Yes, much the same happens in forecasting tournaments. My interest isn't so much in the mathematics or their justification, but what it means. Surely the exercise is pointless if we are just playing a "math game"? We want to know something about the real world and think the mathematics tells us this "something."

Maybe I'm not expressing it well. A parallel would be how the Turing test dodges the question by reframing it into a question more amenable to generating an answer. Or maybe I'm just asking a bad question.
 
So long as Sally could show either die as a six, then yes, it does not matter whether they are thrown as a pair or where (the moon) they are thrown. Because she selects a six to show however, the dice are linked (for one of the arguments to work). So, for example, she couldn't toss one last year and show it immediately. That would give you more information than waiting until both had been thrown.

I would contend that the dice are not linked. The set of the dice is evaluated differently, simply by counting them as a set.

Imagine two scenarios exactly the same, except for one thing:

In the first scenario, we throw two dice at once. We reveal one, and guess what the other will be.

In the other scenario, the same throwing of dice occurs, but the first die is not revealed. Is the chance of the second die's value changed?

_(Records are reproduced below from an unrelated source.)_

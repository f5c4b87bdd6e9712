//! Custom error types for tallybook
//!
//! This module defines the error hierarchy for the store using thiserror
//! for ergonomic error definitions.

use thiserror::Error;

/// The main error type for tallybook operations
#[derive(Error, Debug)]
pub enum TallybookError {
    /// Validation errors for data models
    #[error("Validation error: {0}")]
    Validation(String),

    /// Entity not found errors
    #[error("{entity_type} not found: {identifier}")]
    NotFound {
        entity_type: &'static str,
        identifier: String,
    },

    /// Invariant conflicts: duplicate keys or unresolvable references
    #[error("Conflict: {0}")]
    Conflict(String),

    /// Backing-file read/write and lock failures
    #[error("Storage error: {0}")]
    Storage(String),
}

impl TallybookError {
    /// Create a "not found" error for categories
    pub fn category_not_found(identifier: impl Into<String>) -> Self {
        Self::NotFound {
            entity_type: "Category",
            identifier: identifier.into(),
        }
    }

    /// Create a "not found" error for transactions
    pub fn transaction_not_found(identifier: impl Into<String>) -> Self {
        Self::NotFound {
            entity_type: "Transaction",
            identifier: identifier.into(),
        }
    }

    /// Create a "not found" error for budgets
    pub fn budget_not_found(identifier: impl Into<String>) -> Self {
        Self::NotFound {
            entity_type: "Budget",
            identifier: identifier.into(),
        }
    }

    /// Check if this is a "not found" error
    pub fn is_not_found(&self) -> bool {
        matches!(self, Self::NotFound { .. })
    }

    /// Check if this is a validation error
    pub fn is_validation(&self) -> bool {
        matches!(self, Self::Validation(_))
    }

    /// Check if this is a conflict error
    pub fn is_conflict(&self) -> bool {
        matches!(self, Self::Conflict(_))
    }
}

// Implement From traits for common error types

impl From<std::io::Error> for TallybookError {
    fn from(err: std::io::Error) -> Self {
        Self::Storage(err.to_string())
    }
}

impl From<serde_json::Error> for TallybookError {
    fn from(err: serde_json::Error) -> Self {
        Self::Storage(err.to_string())
    }
}

/// Result type alias for tallybook operations
pub type TallybookResult<T> = Result<T, TallybookError>;

#[cfg(test)]
mod tests {
    use super::*;

    #[test]
    fn test_error_display() {
        let err = TallybookError::Validation("amount must be positive".into());
        assert_eq!(err.to_string(), "Validation error: amount must be positive");
    }

    #[test]
    fn test_not_found_error() {
        let err = TallybookError::category_not_found("42");
        assert_eq!(err.to_string(), "Category not found: 42");
        assert!(err.is_not_found());
        assert!(!err.is_validation());
    }

    #[test]
    fn test_conflict_error() {
        let err = TallybookError::Conflict("category already exists".into());
        assert_eq!(err.to_string(), "Conflict: category already exists");
        assert!(err.is_conflict());
    }

    #[test]
    fn test_from_io_error() {
        let io_err = std::io::Error::new(std::io::ErrorKind::NotFound, "file not found");
        let err: TallybookError = io_err.into();
        assert!(matches!(err, TallybookError::Storage(_)));
    }
}
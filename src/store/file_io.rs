//! File I/O utilities with atomic writes
//!
//! Provides safe file operations that won't corrupt data on failure.

use std::fs::{self, File};
use std::io::{BufReader, BufWriter, Write};
use std::path::Path;

use serde::{de::DeserializeOwned, Serialize};

use crate::error::TallybookError;

/// Read JSON from a file, returning an error if the file doesn't exist
pub fn read_json<T, P>(path: P) -> Result<T, TallybookError>
where
    T: DeserializeOwned,
    P: AsRef<Path>,
{
    let path = path.as_ref();

    if !path.exists() {
        return Err(TallybookError::Storage(format!(
            "File not found: {}",
            path.display()
        )));
    }

    let file = File::open(path)
        .map_err(|e| TallybookError::Storage(format!("Failed to open {}: {}", path.display(), e)))?;

    let reader = BufReader::new(file);
    serde_json::from_reader(reader)
        .map_err(|e| TallybookError::Storage(format!("Failed to parse {}: {}", path.display(), e)))
}

/// Write JSON to a file atomically (write to temp, then rename)
///
/// This ensures that the file is either completely written or not modified at all,
/// preventing corruption on crashes or power failures.
pub fn write_json_atomic<T, P>(path: P, data: &T) -> Result<(), TallybookError>
where
    T: Serialize,
    P: AsRef<Path>,
{
    let path = path.as_ref();

    // Ensure parent directory exists
    if let Some(parent) = path.parent() {
        fs::create_dir_all(parent).map_err(|e| {
            TallybookError::Storage(format!(
                "Failed to create directory {}: {}",
                parent.display(),
                e
            ))
        })?;
    }

    // Create temp file in same directory (important for atomic rename)
    let temp_path = path.with_extension("json.tmp");

    // Write to temp file
    let file = File::create(&temp_path)
        .map_err(|e| TallybookError::Storage(format!("Failed to create temp file: {}", e)))?;

    let mut writer = BufWriter::new(file);
    serde_json::to_writer_pretty(&mut writer, data)
        .map_err(|e| TallybookError::Storage(format!("Failed to serialize data: {}", e)))?;

    writer
        .flush()
        .map_err(|e| TallybookError::Storage(format!("Failed to flush data: {}", e)))?;

    // Sync to disk before rename
    writer
        .get_ref()
        .sync_all()
        .map_err(|e| TallybookError::Storage(format!("Failed to sync data: {}", e)))?;

    // Atomic rename
    fs::rename(&temp_path, path).map_err(|e| {
        // Try to clean up temp file if rename fails
        let _ = fs::remove_file(&temp_path);
        TallybookError::Storage(format!("Failed to rename temp file: {}", e))
    })?;

    Ok(())
}
//! Strongly-typed ID wrappers for all record kinds
//!
//! Using newtype wrappers prevents accidentally mixing up IDs from different
//! record kinds at compile time. IDs are sequential i64 values assigned by
//! the store; `0` means "not yet assigned".

use serde::{Deserialize, Serialize};
use std::fmt;
use std::num::ParseIntError;
use std::str::FromStr;

/// Macro to generate ID newtype wrappers
macro_rules! define_id {
    ($name:ident) => {
        #[derive(
            Debug,
            Clone,
            Copy,
            PartialEq,
            Eq,
            PartialOrd,
            Ord,
            Hash,
            Default,
            Serialize,
            Deserialize,
        )]
        #[serde(transparent)]
        pub struct $name(i64);

        impl $name {
            /// The unassigned sentinel; the store replaces it on create
            pub const UNASSIGNED: Self = Self(0);

            /// Wrap a raw id value
            pub const fn new(raw: i64) -> Self {
                Self(raw)
            }

            /// Get the underlying id value
            pub const fn as_i64(&self) -> i64 {
                self.0
            }

            /// Check whether the store has assigned this id
            pub const fn is_assigned(&self) -> bool {
                self.0 > 0
            }
        }

        impl fmt::Display for $name {
            fn fmt(&self, f: &mut fmt::Formatter<'_>) -> fmt::Result {
                write!(f, "{}", self.0)
            }
        }

        impl From<i64> for $name {
            fn from(raw: i64) -> Self {
                Self(raw)
            }
        }

        impl FromStr for $name {
            type Err = ParseIntError;

            fn from_str(s: &str) -> Result<Self, Self::Err> {
                Ok(Self(s.parse()?))
            }
        }
    };
}

define_id!(CategoryId);
define_id!(TransactionId);
define_id!(BudgetId);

If the dice themselves are linked, the behavior of the second die should be influenced by the first whether or not it's known, which suggests some supernatural linkage that I think dubious, unless you're suggesting a supernatural linkage caused by the knowledge itself. Are you inferring that knowing how a die on the moon fell directs the falling of a die on the earth? The chance of the second die being the same as the first is dependent on both dice. It is an artifact of a person's decision to count them as a set.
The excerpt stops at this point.